I'm a second year grad student in Immunology who's also an avid
recreational salmon fisherman. I have a question that combines those
two interests. That is: why do Pacific salmon, when they reenter fresh
water become infected with all the various nasties that their particular
home streams have to offer. I've come up with two explanations, but I
have problems with both (besides the fact that they're way too simplistic).

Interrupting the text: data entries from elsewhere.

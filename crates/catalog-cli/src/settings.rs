//! Persisted browser preferences.
//!
//! Read once at startup from `--config` or the platform config directory.
//! A missing or unreadable file means defaults; command-line flags override
//! whatever is loaded.

use std::path::{Path, PathBuf};

use catalog_core::Layout;
use catalog_ingest::DEFAULT_LANGUAGE;
use serde::{Deserialize, Serialize};

// =============================================================================
// ROOT SETTINGS
// =============================================================================

/// Serialized to TOML and stored in the user's config directory.
#[derive(Debug, Clone, Default, PartialEq, Serialize, Deserialize)]
#[serde(default)]
pub struct Settings {
    pub general: GeneralSettings,
    pub display: DisplaySettings,
}

impl Settings {
    /// Load from `explicit` when given, otherwise from the default path.
    pub fn load(explicit: Option<&Path>) -> Self {
        match explicit {
            Some(path) => Self::load_from(path),
            None => Self::load_from(&Self::config_path()),
        }
    }

    /// Load settings from a specific path, falling back to defaults.
    pub fn load_from(path: &Path) -> Self {
        let Ok(content) = std::fs::read_to_string(path) else {
            tracing::debug!(path = %path.display(), "No settings file, using defaults");
            return Self::default();
        };
        match toml::from_str(&content) {
            Ok(settings) => {
                tracing::debug!(path = %path.display(), "Loaded settings");
                settings
            }
            Err(error) => {
                tracing::warn!(path = %path.display(), %error, "Ignoring malformed settings file");
                Self::default()
            }
        }
    }

    /// Get the default config file path.
    pub fn config_path() -> PathBuf {
        directories::ProjectDirs::from("org", "Discover", "catalog-browser")
            .map(|dirs| dirs.config_dir().join("settings.toml"))
            .unwrap_or_else(|| PathBuf::from("settings.toml"))
    }
}

// =============================================================================
// SECTIONS
// =============================================================================

#[derive(Debug, Clone, PartialEq, Serialize, Deserialize)]
#[serde(default)]
pub struct GeneralSettings {
    /// Language used to resolve destination text and labels.
    pub language: String,
    /// Destination document used when none is given on the command line.
    pub data_path: Option<PathBuf>,
    /// Label table file.
    pub i18n_path: Option<PathBuf>,
}

impl Default for GeneralSettings {
    fn default() -> Self {
        Self {
            language: DEFAULT_LANGUAGE.to_string(),
            data_path: None,
            i18n_path: None,
        }
    }
}

#[derive(Debug, Clone, Default, PartialEq, Serialize, Deserialize)]
#[serde(default)]
pub struct DisplaySettings {
    pub layout: Layout,
    /// Print render plans as JSON instead of text.
    pub json: bool,
}

#[cfg(test)]
mod tests {
    use std::fs;

    use tempfile::TempDir;

    use super::*;

    #[test]
    fn missing_file_gives_defaults() {
        let dir = TempDir::new().unwrap();
        let settings = Settings::load(Some(&dir.path().join("absent.toml")));
        assert_eq!(settings, Settings::default());
        assert_eq!(settings.general.language, "en");
        assert_eq!(settings.display.layout, Layout::Grid);
    }

    #[test]
    fn partial_file_keeps_other_defaults() {
        let dir = TempDir::new().unwrap();
        let path = dir.path().join("settings.toml");
        fs::write(
            &path,
            "[general]\nlanguage = \"es\"\ndata_path = \"assets/data/destinations.json\"\n\n[display]\nlayout = \"map\"\n",
        )
        .unwrap();

        let settings = Settings::load_from(&path);
        assert_eq!(settings.general.language, "es");
        assert_eq!(
            settings.general.data_path.as_deref(),
            Some(Path::new("assets/data/destinations.json"))
        );
        assert_eq!(settings.general.i18n_path, None);
        assert_eq!(settings.display.layout, Layout::Map);
        assert!(!settings.display.json);
    }

    #[test]
    fn malformed_file_gives_defaults() {
        let dir = TempDir::new().unwrap();
        let path = dir.path().join("settings.toml");
        fs::write(&path, "[display]\nlayout = \"carousel\"\n").unwrap();
        assert_eq!(Settings::load_from(&path), Settings::default());
    }

    #[test]
    fn serializes_back_to_toml() {
        let text = toml::to_string(&Settings::default()).unwrap();
        assert!(text.contains("language = \"en\""));
        assert!(text.contains("layout = \"grid\""));
    }
}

1) Upon entering fresh water, Pacific salmon undergo a shutdown of immune
function. This could explain how the adults succumb to massive
infections that they must have successfully resisted as fry. It also
makes a bit of sense in that the adults undergo very dramatic physical
changes as they enter the fresh water - an immune system shutdown might
be one of those. The problem I have with this one is the tremendous
selective pressure against this sort of thing. Fish that wouldn't shut
down their immune systems would have at least an opportunity to get back to
the ocean and make it back upstream another year - like Atlantic salmon
and steelhead.
2) The trip for the fry is easier than the trip for the adults. Fry
literally "go with the flow." Provided that they don't get eaten or
chewed up in the turbines of a hydroelectric dam, they make it down the
river relatively unscathed. The trip upstream for the adults is a little
more difficult. They get dashed up on rocks, cut themselves up, lose their
slime, and get infected with various things. The problem I have with
this one is that ALL the adults die. If it were just a case of getting
beaten up, you'd expect that one end of the bell curve, by sheer luck
would make it upriver none the worse for wear and escape.
So the big questions I need answered:
Are the above ideas completely ludicrous?
Does immune shutdown occur in the adults?
Is death the necessary result of the physiological changes that occur
upon reentry into fresh water and opportunistic infection just a
sidelight?
Do the physiological changes that occur happen in landlocked salmon as
well?
Enough for now, thanks for reading this far.